There are 7 billion people on the planet, and not a single one of you can tell me where the other cufflink is?

Scientists claim that there are now 7 billion people on Earth. That’s more than the human population of all the other planets in the solar system – combined! Here’s another amazing fact: if all 7 billion people were citizens of one country, it would be the largest country in the world – hands down. Hard to fathom, but there are actually professionals who get paid big bucks to work these things out.

  Did you know, for example, that if each man, woman, and child all sat down at the same time, the people at the way back might be able to see the screen?  It’s true! But they could never actually test the theory in real-time conditions, because there will always be the clueless who come late – after the credits have rolled – and insist upon making everybody in the seventh row stand up to allow access to the  ninth seat from the aisle.

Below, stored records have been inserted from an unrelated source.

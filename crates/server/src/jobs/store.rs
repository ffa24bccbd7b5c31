// crates/server/src/jobs/store.rs
//! Aggregate progress per live job.

use std::collections::HashMap;
use std::sync::{Mutex, MutexGuard, PoisonError};

use asset_progress_core::JobId;
use chrono::{DateTime, Utc};

use super::types::JobSnapshot;

struct JobEntry {
    progress: u8,
    started_at: DateTime<Utc>,
}

/// Job ID → current progress (0–100).
///
/// A single lock covers every job. Entries live from `init` until `remove`,
/// which the hub calls once the completion event has gone out.
pub struct ProgressStore {
    jobs: Mutex<HashMap<JobId, JobEntry>>,
}

impl ProgressStore {
    pub fn new() -> Self {
        Self {
            jobs: Mutex::new(HashMap::new()),
        }
    }

    fn lock(&self) -> MutexGuard<'_, HashMap<JobId, JobEntry>> {
        self.jobs.lock().unwrap_or_else(|e: PoisonError<_>| {
            tracing::error!("Mutex poisoned on progress store, recovering");
            e.into_inner()
        })
    }

    /// Start tracking `job_id` at 0%. Resets the entry if it already exists.
    pub fn init(&self, job_id: &str) {
        self.lock().insert(
            job_id.to_string(),
            JobEntry {
                progress: 0,
                started_at: Utc::now(),
            },
        );
    }

    /// Add `delta` to the job's progress, saturating at 100.
    ///
    /// Returns the new total, or `None` if the job is not tracked.
    pub fn increment(&self, job_id: &str, delta: u8) -> Option<u8> {
        let mut jobs = self.lock();
        let entry = jobs.get_mut(job_id)?;
        entry.progress = entry.progress.saturating_add(delta).min(100);
        Some(entry.progress)
    }

    /// Force the job to 100%, returning the value it had before.
    pub fn complete(&self, job_id: &str) -> Option<u8> {
        let mut jobs = self.lock();
        let entry = jobs.get_mut(job_id)?;
        let previous = entry.progress;
        entry.progress = 100;
        Some(previous)
    }

    pub fn get(&self, job_id: &str) -> Option<u8> {
        self.lock().get(job_id).map(|e| e.progress)
    }

    pub fn contains(&self, job_id: &str) -> bool {
        self.lock().contains_key(job_id)
    }

    /// Stop tracking the job. Returns `true` if it was present.
    pub fn remove(&self, job_id: &str) -> bool {
        self.lock().remove(job_id).is_some()
    }

    pub fn snapshot(&self, job_id: &str) -> Option<JobSnapshot> {
        self.lock().get(job_id).map(|e| to_snapshot(job_id, e))
    }

    /// All live jobs, oldest first.
    pub fn snapshots(&self) -> Vec<JobSnapshot> {
        let jobs = self.lock();
        let mut entries: Vec<_> = jobs.iter().collect();
        entries.sort_by_key(|(_, e)| e.started_at);
        entries
            .into_iter()
            .map(|(id, e)| to_snapshot(id, e))
            .collect()
    }

    pub fn len(&self) -> usize {
        self.lock().len()
    }

    pub fn is_empty(&self) -> bool {
        self.len() == 0
    }
}

impl Default for ProgressStore {
    fn default() -> Self {
        Self::new()
    }
}

fn to_snapshot(job_id: &str, entry: &JobEntry) -> JobSnapshot {
    JobSnapshot {
        job_id: job_id.to_string(),
        progress: entry.progress,
        started_at: entry.started_at.to_rfc3339(),
    }
}
// crates/server/src/state.rs
//! Application state for the Axum server.

use std::sync::Arc;
use std::time::Instant;

use asset_progress_core::Project;

use crate::config::ServerConfig;
use crate::jobs::{
    AssetWorker, BroadcastHub, JobOrchestrator, ProgressStore, SimulatedWorker, SubscriberRegistry,
};

/// Shared application state accessible from all route handlers.
///
/// Built once at startup; the store and registry inside are the only
/// instances for the process.
pub struct AppState {
    /// Server start time for uptime tracking.
    pub start_time: Instant,
    pub config: ServerConfig,
    /// Project whose assets every new job generates.
    pub catalog: Project,
    pub store: Arc<ProgressStore>,
    pub registry: Arc<SubscriberRegistry>,
    pub hub: Arc<BroadcastHub>,
    pub orchestrator: JobOrchestrator,
}

impl AppState {
    /// Create state with the simulated asset worker.
    pub fn new(config: ServerConfig, catalog: Project) -> Arc<Self> {
        Self::with_worker(config, catalog, Arc::new(SimulatedWorker))
    }

    /// Create state with a caller-provided worker (for testing).
    pub fn with_worker(
        config: ServerConfig,
        catalog: Project,
        worker: Arc<dyn AssetWorker>,
    ) -> Arc<Self> {
        let store = Arc::new(ProgressStore::new());
        let registry = Arc::new(SubscriberRegistry::new());
        let hub = Arc::new(BroadcastHub::new(Arc::clone(&store), Arc::clone(&registry)));
        let orchestrator = JobOrchestrator::new(Arc::clone(&store), Arc::clone(&hub), worker)
            .with_task_timeout(config.subtask_timeout);

        Arc::new(Self {
            start_time: Instant::now(),
            config,
            catalog,
            store,
            registry,
            hub,
            orchestrator,
        })
    }

    /// Get the server uptime in seconds.
    pub fn uptime_secs(&self) -> u64 {
        self.start_time.elapsed().as_secs()
    }
}
// crates/server/src/lib.rs
//! Asset progress server library.
//!
//! Runs simulated accessibility-asset generation jobs and streams each job's
//! progress to any number of browser clients over Server-Sent Events.

pub mod config;
pub mod error;
pub mod jobs;
pub mod routes;
pub mod state;

pub use config::ServerConfig;
pub use error::*;
pub use routes::api_routes;
pub use state::AppState;

use std::sync::Arc;

use axum::Router;
use tower_http::cors::{Any, CorsLayer};
use tower_http::trace::TraceLayer;

/// Create the Axum application with all routes and middleware.
///
/// Browsers open the progress stream from another origin, so CORS allows
/// any origin.
pub fn create_app(state: Arc<AppState>) -> Router {
    let cors = CorsLayer::new()
        .allow_origin(Any)
        .allow_methods(Any)
        .allow_headers(Any);

    Router::new()
        .merge(api_routes(state))
        .layer(cors)
        .layer(TraceLayer::new_for_http())
}
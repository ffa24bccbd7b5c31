// crates/server/src/jobs/orchestrator.rs
//! Runs a job's sub-tasks concurrently and turns their completions into
//! progress broadcasts.

use std::sync::Arc;
use std::time::Duration;

use asset_progress_core::{JobId, Progress, Project, SubTask};
use tokio::task::{JoinHandle, JoinSet};

use super::hub::BroadcastHub;
use super::store::ProgressStore;
use super::types::Job;
use super::worker::{AssetWorker, WorkError};

/// Handle to a started job.
pub struct JobHandle {
    pub id: JobId,
    task: JoinHandle<()>,
}

impl JobHandle {
    /// Wait until the job has broadcast its completion.
    pub async fn wait(self) {
        if let Err(e) = self.task.await {
            tracing::error!(job_id = %self.id, error = %e, "Job supervisor task failed");
        }
    }
}

struct UnitOutcome {
    name: String,
    weight: u8,
    result: Result<(), WorkError>,
}

/// Drives jobs from start to completion.
///
/// Cheap to clone; every clone shares the same store, hub and worker.
#[derive(Clone)]
pub struct JobOrchestrator {
    store: Arc<ProgressStore>,
    hub: Arc<BroadcastHub>,
    worker: Arc<dyn AssetWorker>,
    task_timeout: Option<Duration>,
}

impl JobOrchestrator {
    pub fn new(store: Arc<ProgressStore>, hub: Arc<BroadcastHub>, worker: Arc<dyn AssetWorker>) -> Self {
        Self {
            store,
            hub,
            worker,
            task_timeout: None,
        }
    }

    /// Bound each sub-task's run time. `None` waits indefinitely.
    pub fn with_task_timeout(mut self, timeout: Option<Duration>) -> Self {
        self.task_timeout = timeout;
        self
    }

    /// Start generating every asset of `project` under a fresh job ID.
    ///
    /// Progress is seeded at 0 before this returns, so the ID can be
    /// subscribed to immediately. Weights that do not sum to 100 are logged;
    /// the job still ends at 100 because completion force-sets it.
    pub fn start_job(&self, project: &Project) -> JobHandle {
        if let Err(e) = project.validate() {
            tracing::warn!(project_id = %project.id, error = %e, "Starting job with unbalanced catalog entry");
        }

        let job = Job {
            id: uuid::Uuid::new_v4().to_string(),
            project_id: project.id.clone(),
            tasks: project.tasks.clone(),
        };
        let id = job.id.clone();
        self.store.init(&id);
        tracing::info!(
            job_id = %id,
            project_id = %job.project_id,
            tasks = job.tasks.len(),
            "Started job"
        );

        let this = self.clone();
        let task = tokio::spawn(async move { this.run_job(job).await });
        JobHandle { id, task }
    }

    /// Run all sub-tasks of `job`, then broadcast completion.
    ///
    /// Sub-tasks run in parallel and may finish in any order. Their
    /// increments and broadcasts happen here, one at a time, so subscribers
    /// see a non-decreasing sequence. The completion event is always the last
    /// broadcast for the job.
    pub async fn run_job(&self, job: Job) {
        let mut units = JoinSet::new();
        for task in job.tasks {
            let worker = Arc::clone(&self.worker);
            let timeout = self.task_timeout;
            units.spawn(async move { run_unit(worker.as_ref(), task, timeout).await });
        }

        while let Some(joined) = units.join_next().await {
            match joined {
                Ok(UnitOutcome {
                    name,
                    weight,
                    result: Ok(()),
                }) => self.record_progress(&job.id, &name, weight),
                Ok(UnitOutcome {
                    name,
                    result: Err(e),
                    ..
                }) => {
                    tracing::warn!(job_id = %job.id, task = %name, error = %e, "Sub-task contributed no progress");
                }
                Err(e) => {
                    tracing::error!(job_id = %job.id, error = %e, "Sub-task panicked");
                }
            }
        }

        match self.store.complete(&job.id) {
            Some(previous) if previous < 100 => {
                self.hub.broadcast(&job.id, Progress::Percent(100));
            }
            Some(_) => {}
            None => tracing::warn!(job_id = %job.id, "Job vanished from store before completion"),
        }
        self.hub.finish(&job.id);
        tracing::info!(job_id = %job.id, "Job generation completed");
    }

    fn record_progress(&self, job_id: &str, task: &str, weight: u8) {
        let previous = self.store.get(job_id).unwrap_or(0);
        let Some(total) = self.store.increment(job_id, weight) else {
            tracing::warn!(job_id = %job_id, task = %task, "Progress update for unknown job");
            return;
        };
        if (previous < 50 && total >= 50) || total == 100 {
            tracing::info!(job_id = %job_id, progress = total, "Job progress milestone");
        }
        let outcome = self.hub.broadcast(job_id, Progress::Percent(total));
        tracing::debug!(
            job_id = %job_id,
            task = %task,
            progress = total,
            delivered = outcome.delivered,
            dropped = outcome.dropped,
            "Sub-task finished"
        );
    }
}

async fn run_unit(worker: &dyn AssetWorker, task: SubTask, timeout: Option<Duration>) -> UnitOutcome {
    let result = match timeout {
        Some(after) => match tokio::time::timeout(after, worker.generate(&task)).await {
            Ok(result) => result,
            Err(_) => Err(WorkError::TimedOut {
                name: task.name.clone(),
                after,
            }),
        },
        None => worker.generate(&task).await,
    };
    UnitOutcome {
        name: task.name,
        weight: task.weight,
        result,
    }
}
#![no_std]

use escrow_lib::{validation, ContractError, Session, SessionReceipt, Settlement};
use soroban_sdk::{contract, contractimpl, token, Address, Env, Symbol};

mod storage;

use storage::*;

#[contract]
pub struct RentalEscrow;

#[contractimpl]
impl RentalEscrow {
    /// Initialize contract with admin and the single fee token this ledger
    /// instance settles in. The fee token is fixed for the life of the
    /// contract: custody is denominated in one asset.
    pub fn init_contract(env: Env, admin: Address, fee_token: Address) -> Result<(), ContractError> {
        if env.storage().instance().has(&DataKey::Admin) {
            return Err(ContractError::AlreadyInitialized);
        }

        admin.require_auth();
        acquire_entry_guard(&env)?;
        set_admin(&env, &admin);
        set_fee_token(&env, &fee_token);
        env.storage().instance().set(&DataKey::SessionCounter, &0u64);

        release_entry_guard(&env);
        Ok(())
    }

    /// Set a new admin
    pub fn set_admin(env: Env, new_admin: Address) -> Result<(), ContractError> {
        let admin = get_admin(&env)?;
        admin.require_auth();
        acquire_entry_guard(&env)?;
        set_admin(&env, &new_admin);
        release_entry_guard(&env);
        Ok(())
    }

    /// The token all deposits, withdrawals and settlements are denominated in.
    pub fn fee_token(env: Env) -> Result<Address, ContractError> {
        get_fee_token(&env)
    }

    /// Credit the caller's ledger balance and pull the tokens into custody.
    ///
    /// The balance is recorded before the token contract runs, so a
    /// reentrant callback observes consistent ledger state; a failed
    /// transfer traps and reverts the credit with it.
    pub fn deposit(env: Env, from: Address, amount: i128) -> Result<(), ContractError> {
        from.require_auth();
        acquire_entry_guard(&env)?;
        validation::check_amount(amount)?;

        let fee_token = get_fee_token(&env)?;

        let balance = get_balance(&env, &from);
        let updated = balance
            .checked_add(amount)
            .ok_or(ContractError::Overflow)?;
        set_balance(&env, &from, updated);

        let token_client = token::Client::new(&env, &fee_token);
        token_client.transfer(&from, &env.current_contract_address(), &amount);

        env.events().publish(
            (Symbol::new(&env, "deposited"),),
            (from, amount),
        );

        release_entry_guard(&env);
        Ok(())
    }

    /// Debit the caller's ledger balance and push the tokens back out of
    /// custody. Open sessions do not reserve funds, so a payer can withdraw
    /// down to zero here even while a session is running.
    pub fn withdraw(env: Env, to: Address, amount: i128) -> Result<(), ContractError> {
        to.require_auth();
        acquire_entry_guard(&env)?;
        validation::check_amount(amount)?;

        let fee_token = get_fee_token(&env)?;

        let balance = get_balance(&env, &to);
        if amount > balance {
            return Err(ContractError::InsufficientBalance);
        }
        set_balance(&env, &to, balance - amount);

        let token_client = token::Client::new(&env, &fee_token);
        token_client.transfer(&env.current_contract_address(), &to, &amount);

        env.events().publish(
            (Symbol::new(&env, "withdrawn"),),
            (to, amount),
        );

        release_entry_guard(&env);
        Ok(())
    }

    /// Current ledger balance; zero for identities never seen before.
    pub fn balance(env: Env, id: Address) -> i128 {
        get_balance(&env, &id)
    }

    /// Open a metered rental session with the caller as payer.
    ///
    /// The balance check here is a coarse solvency pre-check only: it does
    /// not reserve or lock anything, and the payer can still withdraw before
    /// close, in which case settlement fails with `InsufficientDeposit`
    /// until they redeposit.
    pub fn open_session(
        env: Env,
        payer: Address,
        payee: Address,
        rate: i128,
    ) -> Result<SessionReceipt, ContractError> {
        payer.require_auth();
        acquire_entry_guard(&env)?;
        get_admin(&env)?;

        validation::check_counterparty(&payer, &payee, &env.current_contract_address())?;
        validation::check_rate(rate)?;

        if get_balance(&env, &payer) == 0 {
            return Err(ContractError::NoFunds);
        }

        let session_id = allocate_session_id(&env);
        let started_at = env.ledger().timestamp();
        let session = Session {
            session_id,
            payer: payer.clone(),
            payee: payee.clone(),
            rate,
            started_at,
            active: true,
        };
        set_session(&env, &session);

        env.events().publish(
            (Symbol::new(&env, "session_opened"),),
            (session_id, payer, payee, started_at),
        );

        release_entry_guard(&env);
        Ok(SessionReceipt {
            session_id,
            started_at,
        })
    }

    /// Settle and deactivate a session. Either party may close, so a session
    /// cannot be stuck if the other side disappears.
    ///
    /// Cost is `elapsed * rate` in exact integer arithmetic from the two
    /// ledger timestamps recorded at open and close; callers never supply
    /// time. Settlement moves funds inside the ledger only, the tokens
    /// already sit in custody.
    pub fn close_session(
        env: Env,
        session_id: u64,
        caller: Address,
    ) -> Result<Settlement, ContractError> {
        caller.require_auth();
        acquire_entry_guard(&env)?;
        get_admin(&env)?;

        let mut session =
            get_session(&env, session_id).ok_or(ContractError::SessionNotActive)?;
        if !session.active {
            return Err(ContractError::SessionNotActive);
        }
        if caller != session.payer && caller != session.payee {
            return Err(ContractError::NotAuthorized);
        }

        let closed_at = env.ledger().timestamp();
        // Ledger time is monotonic, so closed_at >= started_at.
        let elapsed = closed_at - session.started_at;
        let cost = (elapsed as i128)
            .checked_mul(session.rate)
            .ok_or(ContractError::Overflow)?;

        // Checked against the payer's balance as it stands now, not as it
        // stood at open.
        let payer_balance = get_balance(&env, &session.payer);
        if payer_balance < cost {
            return Err(ContractError::InsufficientDeposit);
        }

        session.active = false;
        set_session(&env, &session);

        set_balance(&env, &session.payer, payer_balance - cost);
        let payee_balance = get_balance(&env, &session.payee);
        let payee_updated = payee_balance
            .checked_add(cost)
            .ok_or(ContractError::Overflow)?;
        set_balance(&env, &session.payee, payee_updated);

        env.events().publish(
            (Symbol::new(&env, "session_closed"),),
            (session_id, closed_at, cost),
        );

        release_entry_guard(&env);
        Ok(Settlement {
            session_id,
            closed_at,
            cost,
        })
    }

    /// Look up a session record, active or closed.
    pub fn get_session(env: Env, session_id: u64) -> Option<Session> {
        get_session(&env, session_id)
    }

    /// The identifier the next opened session will receive.
    pub fn next_session_id(env: Env) -> u64 {
        get_session_counter(&env)
    }
}
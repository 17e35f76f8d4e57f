use soroban_sdk::Address;

use crate::{errors::ContractError, AMOUNT_UPPER_BOUND, RATE_UPPER_BOUND};

pub fn check_amount(amount: i128) -> Result<(), ContractError> {
    if amount <= 0 || amount > AMOUNT_UPPER_BOUND {
        return Err(ContractError::InvalidAmount);
    }
    Ok(())
}

pub fn check_rate(rate: i128) -> Result<(), ContractError> {
    if rate <= 0 || rate > RATE_UPPER_BOUND {
        return Err(ContractError::InvalidRate);
    }
    Ok(())
}

/// The address type cannot express a null identity, so the degenerate
/// counterparties it still allows are rejected instead: the payer itself and
/// the escrow contract holding custody.
pub fn check_counterparty(
    payer: &Address,
    payee: &Address,
    escrow: &Address,
) -> Result<(), ContractError> {
    if payee == payer || payee == escrow {
        return Err(ContractError::InvalidCounterparty);
    }
    Ok(())
}
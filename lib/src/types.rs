use soroban_sdk::{contracttype, Address};

/// One metered rental between a payer and a payee.
///
/// A session is created active by `open_session` and flipped inactive exactly
/// once by `close_session`; after that it is a historical record and is never
/// mutated or reused under the same identifier.
#[derive(Clone, Debug, Eq, PartialEq)]
#[contracttype]
pub struct Session {
    pub session_id: u64,
    pub payer: Address,
    pub payee: Address,
    /// Price per elapsed second, in the fee token's smallest unit.
    pub rate: i128,
    /// Ledger timestamp recorded at open; never supplied by a caller.
    pub started_at: u64,
    pub active: bool,
}

/// Returned by `open_session`.
#[derive(Clone, Debug, Eq, PartialEq)]
#[contracttype]
pub struct SessionReceipt {
    pub session_id: u64,
    pub started_at: u64,
}

/// Returned by `close_session`: the realized cost and the ledger timestamp
/// the settlement was computed from.
#[derive(Clone, Debug, Eq, PartialEq)]
#[contracttype]
pub struct Settlement {
    pub session_id: u64,
    pub closed_at: u64,
    pub cost: i128,
}
#![no_std]
pub mod errors;
pub mod types;
pub mod validation;

pub use errors::*;
pub use types::*;

// Settlement bounds. Rates are per-second prices in the fee token's smallest
// unit; the upper bound keeps elapsed * rate well inside i128.
pub const RATE_UPPER_BOUND: i128 = i128::MAX / 2;
pub const AMOUNT_UPPER_BOUND: i128 = i128::MAX / 2;
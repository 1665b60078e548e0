//! # Particle Simulation Engine
//!
//! Host side of the particle kernel: owns the particle store and collider
//! registry, validates inputs, and runs one data-parallel pass per frame.

pub mod colliders;
pub mod error;
pub mod params;
pub mod simulation;
pub mod validate;

pub use colliders::*;
pub use error::*;
pub use params::*;
pub use simulation::*;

Before you know it, people are popping up left and right, to re-familiarize themselves with the fire exits or buy a second bag of Twizzlers,® as if they are playing characters in an immense game of whack-a-mole.

 It never stops – like the drip, drip, drip of the raindrops, when the summer shower is through. Or, more precisely, like the drip, drip, drip of a certain kind of psychological torture. This is human nature, and is the reason why the ending never makes any sense.

Seven billion people all competing for a finite number of virtual balloons to pop on computer screens present challenges that our grandparents never had to confront.  Not only that, but their student  loans were cheaper.

With seven billion armed with global positioning devices and night vision goggles now roaming around all over the four corners of the world, it’s next to impossible to hide.  Even if you lie on the floor with the lights off not breathing, they will still pound on your door demanding candy or else. “We know you’re in there!” they will yell. “Trick or treat,  you cheap bastard, pretending not to be home! We can see you!”

This is the Fronkenshtein that Malthus warned us about.  This is our brave, new world that has such spoiled little brats in it that they expect everything to just be handed to them.  Get used to it.  And while you’re at it, shove over. And sit down. And stop whispering.